After meeting with the State Department and the White House, what is your feeling on how the USA sees this discussion?

What concerns them the most is the possibility of Antigua turning into a circus of anti-American complaints. And we are in agreement that a lot of anti-Americanism doesn’t bring us any solutions. We are in agreement, and we have promised that the political climate will be high level. And we will play a role as head of the assembly to achieve that.

Did you all touch on the matter of marijuana legalization in the US?

No, we didn’t discuss it. We still understand that it’s an internal matter for them. The discussion on drugs is being laid out as a multilateral matter. In our bilateral relationship we have said that we will fulfill all our agreements. From the beginning, the debate is a debate for all the countries in the hemisphere.

Is there concern in Guatemala about becoming a producing country?

The concern is there, such as with synthetic drug labs and poppy cultivation. But if you’re just growing in Northern Guatemala, that isn’t going to be enough to provide drugs to massive markets.

If [the current strategy] stays on track, if alternatives aren’t accepted, if this discussion doesn’t go anywhere, what will Guatemala do?

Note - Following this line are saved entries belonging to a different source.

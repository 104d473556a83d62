//! The problem container: entity registration and reference integrity.
//!
//! A problem owns its entities outright; entities link to each other only
//! by name. Registration is the integrity gate: an entity is validated,
//! checked for name collisions within its category, and has every
//! reference resolved against already-registered entities before it is
//! stored. A rejected entity leaves the problem untouched.

use chrono::{DateTime, TimeDelta, Utc};

use crate::buffer::Buffer;
use crate::constraint::{Constraint, ConstraintDetail};
use crate::error::{EntityKind, ModelError};
use crate::resource::Resource;
use crate::task::Task;

/// Any entity a problem can register, for code generic over categories.
#[derive(Debug, Clone, PartialEq)]
pub enum Entity {
    Task(Task),
    Resource(Resource),
    Buffer(Buffer),
    Constraint(Constraint),
}

impl Entity {
    pub fn kind(&self) -> EntityKind {
        match self {
            Entity::Task(_) => EntityKind::Task,
            Entity::Resource(_) => EntityKind::Resource,
            Entity::Buffer(_) => EntityKind::Buffer,
            Entity::Constraint(_) => EntityKind::Constraint,
        }
    }

    pub fn name(&self) -> &str {
        match self {
            Entity::Task(task) => &task.name,
            Entity::Resource(resource) => resource.name(),
            Entity::Buffer(buffer) => buffer.name(),
            Entity::Constraint(constraint) => &constraint.name,
        }
    }

    /// The document discriminator of the wrapped variant.
    pub fn type_name(&self) -> &'static str {
        match self {
            Entity::Task(task) => task.type_name(),
            Entity::Resource(resource) => resource.type_name(),
            Entity::Buffer(buffer) => buffer.type_name(),
            Entity::Constraint(constraint) => constraint.type_name(),
        }
    }

    /// Check the entity's own field invariants, independent of any problem.
    pub fn validate(&self) -> Result<(), ModelError> {
        match self {
            Entity::Task(task) => task.validate(),
            Entity::Resource(resource) => resource.validate(),
            Entity::Buffer(buffer) => buffer.validate(),
            Entity::Constraint(constraint) => constraint.validate(),
        }
    }
}

/// A named scheduling problem: four insertion-ordered entity collections
/// plus an optional horizon and calendar anchoring.
#[derive(Debug, Clone, PartialEq)]
pub struct Problem {
    name: String,
    horizon: Option<u32>,
    start_time: Option<DateTime<Utc>>,
    end_time: Option<DateTime<Utc>>,
    delta_time: Option<TimeDelta>,
    tasks: Vec<Task>,
    resources: Vec<Resource>,
    buffers: Vec<Buffer>,
    constraints: Vec<Constraint>,
}

impl Problem {
    pub fn new(name: impl Into<String>) -> Self {
        Problem {
            name: name.into(),
            horizon: None,
            start_time: None,
            end_time: None,
            delta_time: None,
            tasks: Vec::new(),
            resources: Vec::new(),
            buffers: Vec::new(),
            constraints: Vec::new(),
        }
    }

    pub fn name(&self) -> &str {
        &self.name
    }

    /// Upper bound on the timeline, in periods. `None` leaves the horizon
    /// to the solver.
    pub fn horizon(&self) -> Option<u32> {
        self.horizon
    }

    pub fn set_horizon(&mut self, horizon: Option<u32>) {
        self.horizon = horizon;
    }

    pub fn start_time(&self) -> Option<DateTime<Utc>> {
        self.start_time
    }

    pub fn set_start_time(&mut self, start_time: Option<DateTime<Utc>>) {
        self.start_time = start_time;
    }

    pub fn end_time(&self) -> Option<DateTime<Utc>> {
        self.end_time
    }

    pub fn set_end_time(&mut self, end_time: Option<DateTime<Utc>>) {
        self.end_time = end_time;
    }

    /// Real-time length of one schedule period.
    pub fn delta_time(&self) -> Option<TimeDelta> {
        self.delta_time
    }

    pub fn set_delta_time(&mut self, delta_time: Option<TimeDelta>) {
        self.delta_time = delta_time;
    }

    pub fn tasks(&self) -> &[Task] {
        &self.tasks
    }

    pub fn resources(&self) -> &[Resource] {
        &self.resources
    }

    pub fn buffers(&self) -> &[Buffer] {
        &self.buffers
    }

    pub fn constraints(&self) -> &[Constraint] {
        &self.constraints
    }

    pub fn task(&self, name: &str) -> Option<&Task> {
        self.tasks.iter().find(|task| task.name == name)
    }

    pub fn resource(&self, name: &str) -> Option<&Resource> {
        self.resources.iter().find(|resource| resource.name() == name)
    }

    pub fn buffer(&self, name: &str) -> Option<&Buffer> {
        self.buffers.iter().find(|buffer| buffer.name() == name)
    }

    pub fn constraint(&self, name: &str) -> Option<&Constraint> {
        self.constraints
            .iter()
            .find(|constraint| constraint.name == name)
    }

    /// Register a task. Its required resources must already be registered.
    pub fn add_task(&mut self, task: Task) -> Result<(), ModelError> {
        task.validate()?;
        if self.task(&task.name).is_some() {
            return Err(ModelError::DuplicateName {
                kind: EntityKind::Task,
                name: task.name.clone(),
            });
        }
        self.verify_task_references(&task)?;
        self.tasks.push(task);
        Ok(())
    }

    /// Register a resource. A selection's candidate workers must already be
    /// registered.
    pub fn add_resource(&mut self, resource: impl Into<Resource>) -> Result<(), ModelError> {
        let resource = resource.into();
        resource.validate()?;
        if self.resource(resource.name()).is_some() {
            return Err(ModelError::DuplicateName {
                kind: EntityKind::Resource,
                name: resource.name().to_string(),
            });
        }
        self.verify_resource_references(&resource)?;
        self.resources.push(resource);
        Ok(())
    }

    pub fn add_buffer(&mut self, buffer: impl Into<Buffer>) -> Result<(), ModelError> {
        let buffer = buffer.into();
        buffer.validate()?;
        if self.buffer(buffer.name()).is_some() {
            return Err(ModelError::DuplicateName {
                kind: EntityKind::Buffer,
                name: buffer.name().to_string(),
            });
        }
        self.buffers.push(buffer);
        Ok(())
    }

    /// Register a constraint. Every entity it references must already be
    /// registered.
    pub fn add_constraint(&mut self, constraint: Constraint) -> Result<(), ModelError> {
        constraint.validate()?;
        if self.constraint(&constraint.name).is_some() {
            return Err(ModelError::DuplicateName {
                kind: EntityKind::Constraint,
                name: constraint.name.clone(),
            });
        }
        self.verify_constraint_references(&constraint)?;
        self.constraints.push(constraint);
        Ok(())
    }

    /// Register any entity, dispatching on its category.
    pub fn add_entity(&mut self, entity: Entity) -> Result<(), ModelError> {
        match entity {
            Entity::Task(task) => self.add_task(task),
            Entity::Resource(resource) => self.add_resource(resource),
            Entity::Buffer(buffer) => self.add_buffer(buffer),
            Entity::Constraint(constraint) => self.add_constraint(constraint),
        }
    }

    /// Bind one more required resource to an already-registered task.
    pub fn require_resource(
        &mut self,
        task_name: &str,
        resource_name: &str,
    ) -> Result<(), ModelError> {
        if self.resource(resource_name).is_none() {
            return Err(ModelError::dangling(EntityKind::Resource, resource_name));
        }
        let Some(task) = self.tasks.iter_mut().find(|task| task.name == task_name) else {
            return Err(ModelError::dangling(EntityKind::Task, task_name));
        };
        if task.required_resources.iter().any(|name| name == resource_name) {
            return Err(ModelError::invalid(
                format!("task `{task_name}`"),
                "required_resources",
                format!("resource `{resource_name}` is already required"),
            ));
        }
        task.required_resources.push(resource_name.to_string());
        Ok(())
    }

    /// Resolve every reference the entity holds against this problem,
    /// without registering it.
    pub fn verify_references(&self, entity: &Entity) -> Result<(), ModelError> {
        match entity {
            Entity::Task(task) => self.verify_task_references(task),
            Entity::Resource(resource) => self.verify_resource_references(resource),
            Entity::Buffer(_) => Ok(()),
            Entity::Constraint(constraint) => self.verify_constraint_references(constraint),
        }
    }

    fn verify_task_references(&self, task: &Task) -> Result<(), ModelError> {
        for (index, name) in task.required_resources.iter().enumerate() {
            if self.resource(name).is_none() {
                return Err(ModelError::dangling(EntityKind::Resource, name));
            }
            if task.required_resources[..index].contains(name) {
                return Err(ModelError::invalid(
                    format!("task `{}`", task.name),
                    "required_resources",
                    format!("resource `{name}` is listed twice"),
                ));
            }
        }
        Ok(())
    }

    fn verify_resource_references(&self, resource: &Resource) -> Result<(), ModelError> {
        let Resource::SelectWorkers(select) = resource else {
            return Ok(());
        };
        for name in &select.workers {
            let Some(candidate) = self.resource(name) else {
                return Err(ModelError::dangling(EntityKind::Resource, name));
            };
            if !candidate.is_schedulable() {
                return Err(ModelError::invalid(
                    format!("resource `{}`", select.name),
                    "list_of_workers",
                    format!("`{name}` is a selection, not a schedulable worker"),
                ));
            }
        }
        Ok(())
    }

    fn verify_constraint_references(&self, constraint: &Constraint) -> Result<(), ModelError> {
        let referrer = &constraint.name;
        match &constraint.detail {
            ConstraintDetail::TaskPrecedence {
                task_before,
                task_after,
                ..
            } => {
                self.resolve_task_ref(task_before)?;
                self.resolve_task_ref(task_after)?;
            }
            ConstraintDetail::TaskStartAt { task, .. } => {
                self.resolve_task_ref(task)?;
            }
            ConstraintDetail::TaskLoadBuffer { task, buffer, .. }
            | ConstraintDetail::TaskUnloadBuffer { task, buffer, .. } => {
                self.resolve_task_ref(task)?;
                if self.buffer(buffer).is_none() {
                    return Err(ModelError::dangling(EntityKind::Buffer, buffer));
                }
            }
            ConstraintDetail::SameWorkers {
                select_workers_1,
                select_workers_2,
            }
            | ConstraintDetail::DistinctWorkers {
                select_workers_1,
                select_workers_2,
            } => {
                self.resolve_selection_ref(referrer, select_workers_1)?;
                self.resolve_selection_ref(referrer, select_workers_2)?;
            }
            ConstraintDetail::WorkLoad { resource, .. }
            | ConstraintDetail::ResourceUnavailable { resource, .. }
            | ConstraintDetail::ResourceTasksDistance { resource, .. } => {
                self.resolve_worker_ref(referrer, resource)?;
            }
        }
        Ok(())
    }

    fn resolve_task_ref(&self, name: &str) -> Result<&Task, ModelError> {
        self.task(name)
            .ok_or_else(|| ModelError::dangling(EntityKind::Task, name))
    }

    fn resolve_worker_ref(&self, referrer: &str, name: &str) -> Result<&Resource, ModelError> {
        let resource = self
            .resource(name)
            .ok_or_else(|| ModelError::dangling(EntityKind::Resource, name))?;
        if !resource.is_schedulable() {
            return Err(ModelError::invalid(
                format!("constraint `{referrer}`"),
                "resource",
                format!("`{name}` is a selection, not a schedulable worker"),
            ));
        }
        Ok(resource)
    }

    fn resolve_selection_ref(&self, referrer: &str, name: &str) -> Result<&Resource, ModelError> {
        let resource = self
            .resource(name)
            .ok_or_else(|| ModelError::dangling(EntityKind::Resource, name))?;
        if resource.is_schedulable() {
            return Err(ModelError::invalid(
                format!("constraint `{referrer}`"),
                "select_workers",
                format!("`{name}` is not a SelectWorkers selection"),
            ));
        }
        Ok(resource)
    }
}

If there’s not much progress in the international dialogue, we have the responsibility to our population to reduce the violence, strengthen the emphasis on prevention and public health, and use resources to focus on our priorities. And we aren’t going to focus all our resources, but we are going to accept them in the context of our fiscal possibilities. Ultimately you hit on a fiscal matter, and I understand it as a fiscal problem. We would have to return to a position of unilateralism, which is a focus on violence, on prevention.

*Pacheco is a columnist at El Espectador. Another version of this interview appeared in El Espectador March 5, 2013.